Boy, howdy *this* is a heavy rewrite. My goal here is to explain the DEAD SIMPLE BASIC use case, not all the special/advanced/rare features, we can cover those further down. I've also tried to get rid of all the new words, and use existing concepts. I'm sure I've made some mistakes, please give me your corrections. :-) Thanks. 74.192.84.101 (talk) 23:55, 31 December 2013 (UTC)
how many source-code repos are there?
Questions about the number of forks/repos of the SORCER codebase (plus ancillary codebases surrounding it), which groups used what codebases (historically and recently), which groups contributed *code* as opposed to money/endusers/similar.
- SORCER is about grids of distributed algorithms, for concurrent-engineering design-disciplines
- SORCER is a huge computing environment, only a fraction of the results related to SORCER have been published
- This is partly because some of the apps are classified (military), and partly because some of the apps are proprietary (corporate trade-secrets)
- Still, there is a conceptual framework, and a reference architecture, which is what has been covered in the wikipedia article (to date).
- Mwsobol works full-time for AFRL/WPAFB (which maintains one? two? more? repos of the SORCER codebase... plus various USAF-proprietary libs/apps/etc).

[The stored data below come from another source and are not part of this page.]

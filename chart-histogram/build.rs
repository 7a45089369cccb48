//! Build script for chart-histogram.
//!
//! Copies the basic frequency records and the frequency curve fixture
//! (used for the density overlay) to OUT_DIR so they can be embedded
//! via `include_str!` at compile time.

use std::env;
use std::fs;
use std::path::Path;

fn main() {
    let out_dir = env::var("OUT_DIR").unwrap();

    let files = vec![
        ("../fixtures/basic_frequency.json", "basic_frequency.json"),
        ("../fixtures/frequency_curve.json", "frequency_curve.json"),
    ];

    for (src_path, dest_name) in &files {
        let src = Path::new(src_path);
        let dest = Path::new(&out_dir).join(dest_name);
        if src.exists() {
            fs::copy(src, &dest).unwrap_or_else(|e| {
                panic!("Failed to copy {} to {}: {}", src_path, dest.display(), e);
            });
        } else {
            fs::write(&dest, "").unwrap();
            println!(
                "cargo:warning=Fixture file {} not found, using empty placeholder",
                src_path
            );
        }
        println!("cargo:rerun-if-changed={}", src_path);
    }

    println!("cargo:rerun-if-changed=build.rs");
}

- Mwsobol occasionally teachs SORCER, including in Russia (how many places? Ulyanovsk State University), and the Russians maintain their own SORCER repo (just one?)
- Mwsobol occasionally teachs SORCER, including in China (how many places? Beijing Jiaotong University), and the Chinese maintain their own SORCER repo (just one?)
- Cranfield University in the United Kingdom ... do they use SORCER, nowadays? When did they use it? What about UK military or British Airways or similar?
- Mwsobol occasionally does consulting work, and helps interested parties to get started with SORCER
- One such interested party was SorcerSoft.com, located in Poland, who got trained by Mwsobol during 2013
- SorcerSoft.com is now just starting to develop commercial GUI-tools for SORCER
- SorcerSoft.com's proprietary work is based on a private repo, an internal fork of the open-source codebase, is not available to the public,
- SorcerSoft.com's public work is based on the version developed at TTU (aka SORCER Labs), which is currently open-source
- Mwsobol occasionally teachs SORCER, including (in January 2014) in Poland at PJIIT, which is using an open-source version (different from SorcerSoft.com's? Different from SorcerSoft.org's repo, if any?)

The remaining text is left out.